Ein Mittel der Selbstvernetzung war auch die Entstehung des vorliegenden Films, der von der Bundeszentrale für politische Bildung, Each one teach one Berlin und dem Kulturladen Huchting gefördert wurde. Die Filmaufnahmen schufen eine biografische Erzählreise, die den Lebenswegen, Realitäten und oft schmerzvollen Erfahrungen von Afrodeutschen im ländlichen Umfeld Raum gibt. Nyari: „Die Machtstrukturen der weißen Dominanzgesellschaft sind für viele Schwarze nicht sofort erkennbar. Wer hört uns zu, wem können wir vertrauen? Was passiert mit unseren Erfahrungen? Wie und wo können schwarze Menschen im ländlichen Raum unsere Erlebnisse teilen? Wem und wo zeigen wir uns und unsere Erfahrungen?“
Solche Festhaltung Schwarzer Lebensrealitäten durch biografische Arbeit wurde von den Protagonistinnen des Films als stärkend und selbstbemächtigend wahrgenommen. Zwei von ihnen sind bereit, im GröschlerHaus ihre Erfahrungen auch persönlich zu teilen.
Wilma Nyari wuchs in Heimen auf, wo sie Gewalterfahrungen machen musste, Rassismus und Diskriminierung erlebte. Seit Jahrzehnten engagiert sie sich politisch und gesellschaftlich – zunächst in Hessen, wo sie lange lebte. Mitte der 1980er Jahre begründete sie die Initiative Schwarzer Deutscher (ISD) mit. 2021 rief sie in Wilhelmshaven das Forum Koloniales Erbe ins Leben und kuratiert hier und deutschlandweit Projekte zu Dekolonisierung, Antirasssismus und Empowerment.
Donnerstag, 29. Aug. 2024, GröschlerHaus, 19 Uhr, Eintritt frei
Der Historiker und Soziologe
Hartmut Peters (Foto privat)
Extremismus der Mitte – der Aufstieg der NSDAP im Jeverland bis zur Machtübernahme 1933
Powerpoint-Vortrag von Hartmut Peters
Es gibt nur wenige Regionen, die der NSDAP so früh und so massiv folgten wie das Jeverland. 1924 gaben ihr hier 22,6 % (Reich 6,6 %) der Wähler die Stimme, 1933 waren es dann 62,8 % (Reich 43,9 %). Aber nicht genug. Bei den Niedersächsischen Landtagswahlen 1951 machten 22,1 % der Wähler die Sozialistische Reichspartei zur zweitstärksten politischen Kraft des Jeverlands. Kurz danach wurde die NS-Nachfolgepartei vom Bundesverfassungsgericht verboten.

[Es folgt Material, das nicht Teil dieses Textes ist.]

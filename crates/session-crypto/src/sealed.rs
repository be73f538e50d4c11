//! Sealed-box encryption for one-to-one messages.
//!
//! The sender signs `plaintext ‖ sender_ed_pub ‖ recipient_x25519_pub`,
//! appends its Ed25519 public key and the signature to the plaintext,
//! and seals the result anonymously to the recipient's X25519 key:
//!
//! ```text
//! seal(recipient_x25519, plaintext ‖ ed_pub(32) ‖ sig(64))
//! ```
//!
//! Opening reverses this and authenticates the sender, whose
//! [`SessionId`] is derived from the embedded Ed25519 key.

use curve25519_dalek::scalar::clamp_integer;
use rand::rngs::OsRng;
use session_types::{Result, SessionError, SessionId};
use zeroize::Zeroizing;

use crate::identity::Identity;
use crate::signing::{verify, Ed25519PublicKey, Signature};

/// Trailer length: Ed25519 public key plus signature.
const TRAILER_LEN: usize = Ed25519PublicKey::LEN + Signature::LEN;

/// A successfully opened and authenticated message.
#[derive(Debug)]
pub struct Opened {
    /// Inner plaintext (still padded, if the sender padded it).
    pub plaintext: Vec<u8>,
    /// The authenticated sender.
    pub sender: SessionId,
    /// The sender's Ed25519 key, as embedded in the ciphertext.
    pub sender_ed25519: Ed25519PublicKey,
}

fn verification_data(plaintext: &[u8], sender: &Ed25519PublicKey, recipient: &[u8; 32]) -> Vec<u8> {
    let mut data = Vec::with_capacity(plaintext.len() + 64);
    data.extend_from_slice(plaintext);
    data.extend_from_slice(sender.as_bytes());
    data.extend_from_slice(recipient);
    data
}

/// Signs and seals `plaintext` for `recipient`.
pub fn seal_for_recipient(sender: &Identity, recipient: &SessionId, plaintext: &[u8]) -> Result<Vec<u8>> {
    let recipient_x25519 = recipient.x25519_bytes();
    let ed_pub = sender.ed25519_public_key();
    let signature = sender.sign(&verification_data(plaintext, &ed_pub, recipient_x25519));

    let mut inner = Zeroizing::new(Vec::with_capacity(plaintext.len() + TRAILER_LEN));
    inner.extend_from_slice(plaintext);
    inner.extend_from_slice(ed_pub.as_bytes());
    inner.extend_from_slice(signature.as_bytes());

    crypto_box::PublicKey::from(*recipient_x25519)
        .seal(&mut OsRng, &inner)
        .map_err(|e| SessionError::CryptoError {
            reason: format!("sealing failed: {e}"),
        })
}

/// Opens a sealed message addressed to `recipient` and verifies the
/// sender's signature.
///
/// # Errors
///
/// - [`SessionError::CryptoError`] if the box cannot be opened or is
///   too short to carry a trailer.
/// - [`SessionError::SignatureVerificationFailed`] if the signature
///   does not match.
pub fn open_sealed(recipient: &Identity, ciphertext: &[u8]) -> Result<Opened> {
    let secret = Zeroizing::new(clamp_integer(*recipient.x25519_secret_bytes()));
    let inner = Zeroizing::new(
        crypto_box::SecretKey::from(*secret)
            .unseal(ciphertext)
            .map_err(|e| SessionError::CryptoError {
                reason: format!("unsealing failed: {e}"),
            })?,
    );

    if inner.len() <= TRAILER_LEN {
        return Err(SessionError::CryptoError {
            reason: format!("sealed payload too short: {} bytes", inner.len()),
        });
    }

    let split = inner.len() - TRAILER_LEN;
    let (plaintext, trailer) = inner.split_at(split);
    let (ed_bytes, sig_bytes) = trailer.split_at(Ed25519PublicKey::LEN);

    let mut ed_arr = [0u8; 32];
    ed_arr.copy_from_slice(ed_bytes);
    let sender_ed25519 = Ed25519PublicKey::from_bytes(ed_arr);
    let signature = Signature::from_slice(sig_bytes)?;

    verify(
        &sender_ed25519,
        &verification_data(plaintext, &sender_ed25519, recipient.x25519_public_key()),
        &signature,
    )?;

    let sender = sender_ed25519
        .to_session_id()
        .map_err(|e| SessionError::SignatureVerificationFailed {
            reason: format!("sender key unusable: {e}"),
        })?;

    Ok(Opened {
        plaintext: plaintext.to_vec(),
        sender,
        sender_ed25519,
    })
}

#[cfg(test)]
mod tests {
    use super::*;
    use crate::mnemonic::Seed;
    use crate::ready;

    fn identity(byte: u8) -> std::result::Result<Identity, SessionError> {
        Identity::from_seed(&ready::init()?, Seed::from_bytes(&[byte; 16])?)
    }

    #[test]
    fn seal_then_open() -> std::result::Result<(), SessionError> {
        let alice = identity(1)?;
        let bob = identity(2)?;
        let sealed = seal_for_recipient(&alice, &bob.session_id(), b"hello bob")?;
        let opened = open_sealed(&bob, &sealed)?;
        assert_eq!(opened.plaintext, b"hello bob");
        assert_eq!(opened.sender, alice.session_id());
        assert_eq!(opened.sender_ed25519, alice.ed25519_public_key());
        Ok(())
    }

    #[test]
    fn wrong_recipient_cannot_open() -> std::result::Result<(), SessionError> {
        let alice = identity(1)?;
        let bob = identity(2)?;
        let eve = identity(3)?;
        let sealed = seal_for_recipient(&alice, &bob.session_id(), b"secret")?;
        assert!(matches!(open_sealed(&eve, &sealed), Err(SessionError::CryptoError { .. })));
        Ok(())
    }

    #[test]
    fn corrupted_ciphertext_rejected() -> std::result::Result<(), SessionError> {
        let alice = identity(1)?;
        let bob = identity(2)?;
        let mut sealed = seal_for_recipient(&alice, &bob.session_id(), b"x")?;
        let last = sealed.len() - 1;
        sealed[last] ^= 0x01;
        assert!(open_sealed(&bob, &sealed).is_err());
        Ok(())
    }

    #[test]
    fn forged_signature_rejected() -> std::result::Result<(), SessionError> {
        let alice = identity(1)?;
        let bob = identity(2)?;
        let ed_pub = alice.ed25519_public_key();

        // Valid box, but the signature covers a different recipient.
        let bogus_sig = alice.sign(b"unrelated");
        let mut inner = b"forged".to_vec();
        inner.extend_from_slice(ed_pub.as_bytes());
        inner.extend_from_slice(bogus_sig.as_bytes());
        let sealed = crypto_box::PublicKey::from(*bob.x25519_public_key())
            .seal(&mut OsRng, &inner)
            .map_err(|e| SessionError::CryptoError { reason: e.to_string() })?;

        assert!(matches!(
            open_sealed(&bob, &sealed),
            Err(SessionError::SignatureVerificationFailed { .. })
        ));
        Ok(())
    }
}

Hartmut Peters sieht den Schlüssel zur Erklärung nicht allein in den Rahmenbedingungen Weimars und in der begünstigenden Sozialstruktur des Jeverlands, sondern bei namhaften Exponenten der eingesessenen bürgerlichen Eliten: „Der Aufstieg war hausgemacht, getragen von Studienräten des Mariengymnasiums, leitenden Verwaltungsbeamten, dem Jeverschen Wochenblatt, Kaufleuten, Wortführern des Landvolks und den evangelischen Pastoren. Das möchte ich an Biografien und Dokumenten aufzeigen.“ Als verbindenden Kitt sieht Peters Judenhass und Ablehnung von Demokratie und kultureller Moderne quer durch beinahe alle etablierten politischen Lager. Laut Peters wurde bisher aber fast manisch nur auf die NSDAP gestarrt, während die im historischen Schatten der offenen Verbrecher operierenden Eliten der „Mitte“ ungeschoren davon kamen. Obwohl sie dieselben extremistischen Grundüberzeugungen besaßen.
Am Ende Vortrags stehen offensichtliche Unterschiede und Gemeinsamkeiten der politischen Zeiten damals und heute zur Diskussion. Der langjährige Lehrer am Mariengymnasium Jever Hartmut Peters hat die NS-Geschichte des Jeverlands und der Juden der Region erforscht und seit 1984 darüber publiziert. Seine Aufsätze sind auch über die Webseite groeschlerhaus.eu zugänglich.